• [Brief]
Retype each line exactly as it stands, beginning at the first line of the material and finishing with the line that contains "pub enum NotificationPayload".

• [Data provided]
# # # #

//! Twin notifications.

use crate::{LifecycleStatus, NotificationKind};
use chrono::{DateTime, Utc};
use gantry_types::ModelRef;
use serde::{Deserialize, Serialize};
use serde_json::{Map, Value};

/// Kind-specific content of a [`ResourceNotification`].
#[derive(Debug, Clone, PartialEq, Serialize, Deserialize)]
#[serde(tag = "kind", rename_all = "SCREAMING_SNAKE_CASE")]
pub enum NotificationPayload {
    /// A resource value changed.
    Data {
        /// Previous value.
        old_value: Option<Value>,
        /// New value.
        new_value: Option<Value>,
    },
    /// Resource metadata changed.
    Metadata {
        /// Metadata before the change.
        old_metadata: Map<String, Value>,
        /// Metadata after the change.
        new_metadata: Map<String, Value>,
    },
    /// A twin element was created or deleted.
    Lifecycle {
        /// What happened.
        status: LifecycleStatus,
        /// Initial value of a created resource.
        initial_value: Option<Value>,
    },
    /// An action was invoked.
    Action,
}

/// A notification emitted by the twin.
///
/// `service` and `resource` are absent for provider (and service)
/// lifecycle notifications.
///
/// # Example
///
/// ```
/// use gantry_event::{NotificationKind, ResourceNotification};
/// use serde_json::json;
///
/// let n = ResourceNotification::data("sensor1", "temp", "level", None, Some(json!(21.5)));
/// assert_eq!(n.kind(), NotificationKind::Data);
/// assert_eq!(n.topic(), "DATA/sensor1/temp/level");
/// ```
#[derive(Debug, Clone, PartialEq, Serialize, Deserialize)]
pub struct ResourceNotification {
    /// Model package URI of the provider.
    pub model_package_uri: Option<String>,
    /// Model name of the provider.
    pub model: Option<String>,
    /// Provider name.
    pub provider: String,
    /// Service name.
    pub service: Option<String>,
    /// Resource name.
    pub resource: Option<String>,
    /// When the change happened.
    pub timestamp: DateTime<Utc>,
    /// Kind-specific content.
    pub payload: NotificationPayload,
}

impl ResourceNotification {
    fn new(
        provider: impl Into<String>,
        service: Option<String>,
        resource: Option<String>,
        payload: NotificationPayload,
    ) -> Self {
        Self {
            model_package_uri: None,
            model: None,
            provider: provider.into(),
            service,
            resource,
            timestamp: Utc::now(),
            payload,
        }
    }

    /// Value change notification.
    #[must_use]
    pub fn data(
        provider: impl Into<String>,
        service: impl Into<String>,
        resource: impl Into<String>,
        old_value: Option<Value>,
        new_value: Option<Value>,
    ) -> Self {
        Self::new(
            provider,
            Some(service.into()),
            Some(resource.into()),
            NotificationPayload::Data {
                old_value,
                new_value,
            },
        )
    }

    /// Metadata change notification.
    #[must_use]
    pub fn metadata(
        provider: impl Into<String>,
        service: impl Into<String>,
        resource: impl Into<String>,
        old_metadata: Map<String, Value>,
        new_metadata: Map<String, Value>,
    ) -> Self {
        Self::new(
            provider,
            Some(service.into()),
            Some(resource.into()),
            NotificationPayload::Metadata {
                old_metadata,
                new_metadata,
            },
        )
    }

    /// Lifecycle notification. Pass `None` for the levels below the element.
    #[must_use]
    pub fn lifecycle(
        provider: impl Into<String>,
        service: Option<String>,
        resource: Option<String>,
        status: LifecycleStatus,
        initial_value: Option<Value>,
    ) -> Self {
        Self::new(
            provider,
            service,
            resource,
            NotificationPayload::Lifecycle {
                status,
                initial_value,
            },
        )
    }

    /// Action notification.
    #[must_use]
    pub fn action(
        provider: impl Into<String>,
        service: impl Into<String>,
        resource: impl Into<String>,
    ) -> Self {
        Self::new(
            provider,
            Some(service.into()),
            Some(resource.into()),
            NotificationPayload::Action,
        )
    }

    /// Sets the provider's model identifiers.
    #[must_use]
    pub fn with_model(mut self, package_uri: impl Into<String>, model: impl Into<String>) -> Self {
        self.model_package_uri = Some(package_uri.into());
        self.model = Some(model.into());
        self
    }

    /// Sets the timestamp.
    #[must_use]
    pub fn at(mut self, timestamp: DateTime<Utc>) -> Self {
        self.timestamp = timestamp;
        self
    }

    /// Borrowed model identifiers.
    #[must_use]
    pub fn model_ref(&self) -> ModelRef<'_> {
        ModelRef::new(self.model_package_uri.as_deref(), self.model.as_deref())
    }

    /// Service name, or `""` when absent.
    #[must_use]
    pub fn service_name(&self) -> &str {
        self.service.as_deref().unwrap_or_default()
    }

    /// Resource name, or `""` when absent.
    #[must_use]
    pub fn resource_name(&self) -> &str {
        self.resource.as_deref().unwrap_or_default()
    }

    /// Returns the notification kind.
    #[must_use]
    pub fn kind(&self) -> NotificationKind {
        match self.payload {
            NotificationPayload::Data { .. } => NotificationKind::Data,
            NotificationPayload::Metadata { .. } => NotificationKind::Metadata,
            NotificationPayload::Lifecycle { .. } => NotificationKind::Lifecycle,
            NotificationPayload::Action => NotificationKind::Action,
        }
    }

    /// Returns the lifecycle status of a lifecycle notification.
    #[must_use]
    pub fn lifecycle_status(&self) -> Option<LifecycleStatus> {
        match self.payload {
            NotificationPayload::Lifecycle { status, .. } => Some(status),
            _ => None,
        }
    }

    /// Returns the topic this notification is published on:
    /// `<KIND>/<provider>[/<service>[/<resource>]]`.
    #[must_use]
    pub fn topic(&self) -> String {
        let mut topic = format!("{}{}", self.kind().topic_prefix(), self.provider);
        if let Some(service) = &self.service {
            topic.push('/');
            topic.push_str(service);
            if let Some(resource) = &self.resource {
                topic.push('/');
                topic.push_str(resource);
            }
        }
        topic
    }
}
//! Notification kinds and lifecycle statuses.
//!
//! Every twin notification is published on a topic whose first segment
//! names its kind:
//!
//! | Kind | Topic prefix | Permission checked on delivery |
//! |------|--------------|--------------------------------|
//! | `Data` | `DATA/` | READ on the resource |
//! | `Metadata` | `METADATA/` | READ on the resource |
//! | `Lifecycle` | `LIFECYCLE/` | DESCRIBE on the created/deleted element |
//! | `Action` | `ACTION/` | ACT on the resource |
//!
//! Listener tables key every registration by `prefix + topic`, so one
//! subscription topic such as `sensor1/*` is registered once per kind.

use serde::{Deserialize, Serialize};

/// Kind of a twin notification.
#[derive(Debug, Clone, Copy, PartialEq, Eq, Hash, Serialize, Deserialize)]
#[serde(rename_all = "SCREAMING_SNAKE_CASE")]
pub enum NotificationKind {
    /// Resource value changed.
    Data,
    /// Resource metadata changed.
    Metadata,
    /// Provider, service or resource created or deleted.
    Lifecycle,
    /// Action invoked on a resource.
    Action,
}

impl NotificationKind {
    /// All kinds, in declaration order.
    pub const ALL: [NotificationKind; 4] = [Self::Data, Self::Metadata, Self::Lifecycle, Self::Action];

    /// Returns the topic segment naming this kind ("DATA", ...).
    #[must_use]
    pub fn name(&self) -> &'static str {
        match self {
            Self::Data => "DATA",
            Self::Metadata => "METADATA",
            Self::Lifecycle => "LIFECYCLE",
            Self::Action => "ACTION",
        }
    }

    /// Returns the topic prefix for this kind, including the trailing `/`.
    ///
    /// # Example
    ///
    /// ```
    /// use gantry_event::NotificationKind;
    ///
    /// assert_eq!(NotificationKind::Data.topic_prefix(), "DATA/");
    /// ```
    #[must_use]
    pub fn topic_prefix(&self) -> &'static str {
        match self {
            Self::Data => "DATA/",
            Self::Metadata => "METADATA/",
            Self::Lifecycle => "LIFECYCLE/",
            Self::Action => "ACTION/",
        }
    }

    /// Returns the kind a full topic belongs to, if any.
    #[must_use]
    pub fn of_topic(topic: &str) -> Option<Self> {
        Self::ALL
            .into_iter()
            .find(|kind| topic.starts_with(kind.topic_prefix()))
    }
}

impl std::fmt::Display for NotificationKind {
    fn fmt(&self, f: &mut std::fmt::Formatter<'_>) -> std::fmt::Result {
        f.write_str(self.name())
    }
}

/// What happened to a twin element in a lifecycle notification.
#[derive(Debug, Clone, Copy, PartialEq, Eq, Hash, Serialize, Deserialize)]
#[serde(rename_all = "SCREAMING_SNAKE_CASE")]
pub enum LifecycleStatus {
    /// A provider appeared.
    ProviderCreated,
    /// A provider was removed.
    ProviderDeleted,
    /// A service appeared.
    ServiceCreated,
    /// A service was removed.
    ServiceDeleted,
    /// A resource appeared.
    ResourceCreated,
    /// A resource was removed.
    ResourceDeleted,
}

impl LifecycleStatus {
    /// Returns `true` for provider-level statuses.
    #[must_use]
    pub fn is_provider_level(&self) -> bool {
        matches!(self, Self::ProviderCreated | Self::ProviderDeleted)
    }

    /// Returns `true` for service-level statuses.
    #[must_use]
    pub fn is_service_level(&self) -> bool {
        matches!(self, Self::ServiceCreated | Self::ServiceDeleted)
    }

    /// Returns `true` for resource-level statuses.
    #[must_use]
    pub fn is_resource_level(&self) -> bool {
        matches!(self, Self::ResourceCreated | Self::ResourceDeleted)
    }
}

# # # #

• [Response area]
//! Twin notifications.

use crate::{LifecycleStatus, NotificationKind};
use chrono::{DateTime, Utc};
use gantry_types::ModelRef;
use serde::{Deserialize, Serialize};
use serde_json::{Map, Value};

/// Kind-specific content of a [`ResourceNotification`].
#[derive(Debug, Clone, PartialEq, Serialize, Deserialize)]
#[serde(tag = "kind", rename_all = "SCREAMING_SNAKE_CASE")]
pub enum NotificationPayload {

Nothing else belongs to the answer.